Where does the word "PipelineError" show up in the records? Copy every line that has it.

* _Records_

+===+

//! Derived per-episode metadata.
//!
//! Pure transform: no I/O, order and cardinality preserved.

use sha2::{Digest, Sha256};
use thiserror::Error;

use crate::feed::RawEpisode;

#[derive(Debug, Error, PartialEq, Eq)]
pub enum EnrichError {
    /// The feed item at `index` (feed order, zero-based) lacks a required field.
    #[error("Episode {index} is missing required field '{field}'")]
    MissingField { index: usize, field: &'static str },
}

/// A feed item with every required field present plus derived metadata.
#[derive(Debug, Clone, PartialEq, Eq)]
pub struct EnrichedEpisode {
    pub title: String,
    pub description: String,
    pub link: String,
    pub pub_date: Option<String>,
    /// Unicode scalar values in `title`
    pub title_length: usize,
    /// Unicode scalar values in `description`
    pub description_length: usize,
    pub link_hash: String,
}

/// Adds `title_length`, `description_length` and `link_hash` to each episode.
///
/// Fails on the first episode missing `title`, `description` or `link`; an
/// empty `link` counts as missing. Nothing is returned for a failing batch.
pub fn enrich(episodes: Vec<RawEpisode>) -> Result<Vec<EnrichedEpisode>, EnrichError> {
    episodes
        .into_iter()
        .enumerate()
        .map(|(index, raw)| enrich_one(index, raw))
        .collect()
}

fn enrich_one(index: usize, raw: RawEpisode) -> Result<EnrichedEpisode, EnrichError> {
    let missing = |field| EnrichError::MissingField { index, field };

    let title = raw.title.ok_or_else(|| missing("title"))?;
    let description = raw.description.ok_or_else(|| missing("description"))?;
    let link = raw
        .link
        .filter(|l| !l.trim().is_empty())
        .ok_or_else(|| missing("link"))?;

    Ok(EnrichedEpisode {
        title_length: title.chars().count(),
        description_length: description.chars().count(),
        link_hash: link_hash(&link),
        title,
        description,
        link,
        pub_date: raw.pub_date,
    })
}

/// Lowercase hex SHA-256 of the link. Stable across runs and machines.
pub fn link_hash(link: &str) -> String {
    format!("{:x}", Sha256::digest(link.as_bytes()))
}
//! The run-once entry point: fetch, enrich, reconcile.
//!
//! Scheduling and retries belong to whoever calls [`run`] or [`run_once`].

use chrono::{DateTime, Utc};
use serde::Serialize;
use thiserror::Error;

use crate::config::{Config, ConfigError};
use crate::enrich::{enrich, EnrichError};
use crate::feed::{fetch_feed, parse_episodes, FetchError, ParseError};
use crate::reconcile::reconcile;
use crate::storage::{EpisodeStore, SqliteStore, StoreError, StoredEpisode};

/// Why a run stopped. Every variant aborts the run.
#[derive(Debug, Error)]
pub enum PipelineError {
    #[error("Invalid configuration: {0}")]
    Config(#[from] ConfigError),

    #[error("Failed to fetch feed: {0}")]
    Fetch(#[from] FetchError),

    #[error("Failed to parse feed: {0}")]
    Parse(#[from] ParseError),

    #[error("Failed to enrich episodes: {0}")]
    Enrich(#[from] EnrichError),

    #[error("Episode store failure: {0}")]
    Store(#[from] StoreError),
}

/// Outcome of a successful run.
#[derive(Debug, Clone, Serialize)]
pub struct RunReport {
    pub started_at: DateTime<Utc>,
    pub feed_url: String,
    /// Items found in the feed
    pub fetched: usize,
    /// Episodes written by this run, with their ids
    pub inserted: Vec<StoredEpisode>,
}

impl RunReport {
    /// Feed items that were not inserted (already stored or repeated in the feed).
    pub fn skipped(&self) -> usize {
        self.fetched.saturating_sub(self.inserted.len())
    }
}

/// Runs the pipeline once against the SQLite store named by `config`.
///
/// Builds a default HTTP client, opens the store and delegates to
/// [`run_once`]. The store connection is closed before returning.
pub async fn run(config: &Config) -> Result<RunReport, PipelineError> {
    config.validate()?;

    let client = reqwest::Client::builder()
        .user_agent(concat!("podcast-ingest/", env!("CARGO_PKG_VERSION")))
        .build()
        .map_err(FetchError::Network)?;
    let store = SqliteStore::open(&config.store.resolve_url(), &config.store.collection).await?;

    let result = run_once(config, &client, &store).await;
    store.close().await;
    result
}

/// Runs fetch, enrich and reconcile once, in that order.
///
/// Nothing is written unless every stage before the reconciler succeeded.
pub async fn run_once<S: EpisodeStore>(
    config: &Config,
    client: &reqwest::Client,
    store: &S,
) -> Result<RunReport, PipelineError> {
    let started_at = Utc::now();
    tracing::info!(feed = %config.feed_url, "Starting ingest run");

    let body = fetch_feed(client, &config.feed_url).await?;
    let raw = parse_episodes(&body)?;
    let fetched = raw.len();
    tracing::info!(episodes = fetched, "Found episodes in feed");

    let enriched = enrich(raw)?;
    let inserted = reconcile(store, enriched).await?;

    let report = RunReport {
        started_at,
        feed_url: config.feed_url.clone(),
        fetched,
        inserted,
    };
    tracing::info!(
        fetched = report.fetched,
        inserted = report.inserted.len(),
        skipped = report.skipped(),
        "Ingest run complete"
    );
    Ok(report)
}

+===+

* _Result below_
pub enum PipelineError {
pub async fn run(config: &Config) -> Result<RunReport, PipelineError> {
) -> Result<RunReport, PipelineError> {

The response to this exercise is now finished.